**Dataset records**
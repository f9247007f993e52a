//! Port for user account persistence.

use async_trait::async_trait;
use chrono::{DateTime, Utc};

use crate::domain::{EmailAddress, User, UserId, Username};

/// Errors raised by user repository adapters.
#[derive(Debug, Clone, PartialEq, Eq, thiserror::Error)]
pub enum UserRepositoryError {
    /// Repository connection could not be established.
    #[error("user repository connection failed: {message}")]
    Connection {
        /// Adapter-level failure description.
        message: String,
    },
    /// Query or mutation failed during execution.
    #[error("user repository query failed: {message}")]
    Query {
        /// Adapter-level failure description.
        message: String,
    },
    /// The requested username is already taken.
    #[error("username is already taken")]
    DuplicateUsername,
    /// The requested email address is already registered.
    #[error("email is already registered")]
    DuplicateEmail,
}

impl UserRepositoryError {
    /// Create a connection error with the given message.
    pub fn connection(message: impl Into<String>) -> Self {
        Self::Connection {
            message: message.into(),
        }
    }

    /// Create a query error with the given message.
    pub fn query(message: impl Into<String>) -> Self {
        Self::Query {
            message: message.into(),
        }
    }
}

/// New account row handed to the adapter. The password hash is produced by
/// the [`PasswordHasher`](crate::domain::ports::PasswordHasher) port before
/// it reaches persistence.
#[derive(Debug, Clone)]
pub struct NewUserRecord {
    /// Identifier assigned by the caller.
    pub id: UserId,
    /// Unique account name.
    pub username: Username,
    /// Unique login email.
    pub email: EmailAddress,
    /// Opaque password hash.
    pub password_hash: String,
    /// Account creation timestamp.
    pub created_at: DateTime<Utc>,
}

/// A stored account joined with its password hash for credential checks.
#[derive(Debug, Clone)]
pub struct StoredAccount {
    /// The public user record.
    pub user: User,
    /// Opaque password hash for verification.
    pub password_hash: String,
}

/// Port for writing and reading user accounts.
#[cfg_attr(test, mockall::automock)]
#[async_trait]
pub trait UserRepository: Send + Sync {
    /// Persist a new account. Fails with the duplicate variants when the
    /// username or email uniqueness constraint is violated.
    async fn insert(&self, record: &NewUserRecord) -> Result<(), UserRepositoryError>;

    /// Look up an account by login email, including its password hash.
    async fn find_by_email(
        &self,
        email: &EmailAddress,
    ) -> Result<Option<StoredAccount>, UserRepositoryError>;

    /// Look up a user by id.
    async fn find_by_id(&self, id: &UserId) -> Result<Option<User>, UserRepositoryError>;
}
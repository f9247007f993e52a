//! Assembly of the HTTP state from database-backed adapters.

use std::sync::Arc;

use mockable::{Clock, DefaultClock};

use crate::domain::ports::IdentityProvider;
use crate::domain::{
    AccountServiceImpl, AttendanceService, MeetupCommandService, MeetupQueryService, ReviewService,
};
use crate::inbound::http::state::HttpState;
use crate::outbound::persistence::{
    DbPool, DieselMeetupRepository, DieselRegistrationRepository, DieselReviewRepository,
    DieselUserRepository,
};
use crate::outbound::security::Argon2PasswordHasher;

/// Wire the domain services over Diesel repositories.
pub(crate) fn build_http_state(pool: DbPool, identity: Arc<dyn IdentityProvider>) -> HttpState {
    let clock: Arc<dyn Clock> = Arc::new(DefaultClock);

    let users = Arc::new(DieselUserRepository::new(pool.clone()));
    let meetups = Arc::new(DieselMeetupRepository::new(pool.clone()));
    let registrations = Arc::new(DieselRegistrationRepository::new(pool.clone()));
    let review_repo = Arc::new(DieselReviewRepository::new(pool));

    let reviews = Arc::new(ReviewService::new(
        meetups.clone(),
        registrations.clone(),
        review_repo,
        clock.clone(),
    ));

    HttpState {
        accounts: Arc::new(AccountServiceImpl::new(
            users,
            Arc::new(Argon2PasswordHasher::new()),
            identity.clone(),
            clock.clone(),
        )),
        meetups: Arc::new(MeetupCommandService::new(meetups.clone(), clock.clone())),
        meetup_query: Arc::new(MeetupQueryService::new(
            meetups,
            registrations.clone(),
            clock.clone(),
        )),
        attendance: Arc::new(AttendanceService::new(registrations, clock)),
        reviews: reviews.clone(),
        review_query: reviews,
        identity,
    }
}
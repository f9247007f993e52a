//! Port for password hashing and verification.

/// Errors raised by password hasher adapters.
#[derive(Debug, Clone, PartialEq, Eq, thiserror::Error)]
pub enum PasswordHashError {
    /// Hashing or verification failed inside the adapter.
    #[error("password hashing failed: {message}")]
    Hash {
        /// Adapter-level failure description.
        message: String,
    },
}

impl PasswordHashError {
    /// Create a hash error with the given message.
    pub fn hash(message: impl Into<String>) -> Self {
        Self::Hash {
            message: message.into(),
        }
    }
}

/// Port turning plaintext passwords into opaque hashes and back-checking
/// them. A mismatch is `Ok(false)`, not an error.
#[cfg_attr(test, mockall::automock)]
pub trait PasswordHasher: Send + Sync {
    /// Hash a plaintext password for storage.
    fn hash(&self, password: &str) -> Result<String, PasswordHashError>;

    /// Verify a plaintext password against a stored hash.
    fn verify(&self, password: &str, hash: &str) -> Result<bool, PasswordHashError>;
}

/// Transparent hasher for tests and doc examples. Not suitable for storage.
#[derive(Debug, Default, Clone, Copy)]
pub struct FixturePasswordHasher;

impl PasswordHasher for FixturePasswordHasher {
    fn hash(&self, password: &str) -> Result<String, PasswordHashError> {
        Ok(format!("hashed:{password}"))
    }

    fn verify(&self, password: &str, hash: &str) -> Result<bool, PasswordHashError> {
        Ok(hash == format!("hashed:{password}"))
    }
}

**What is needed**
In the entries above, find each line that has the word "hashed". Copy it.

**Response for this exercise**
        Ok(format!("hashed:{password}"))
        Ok(hash == format!("hashed:{password}"))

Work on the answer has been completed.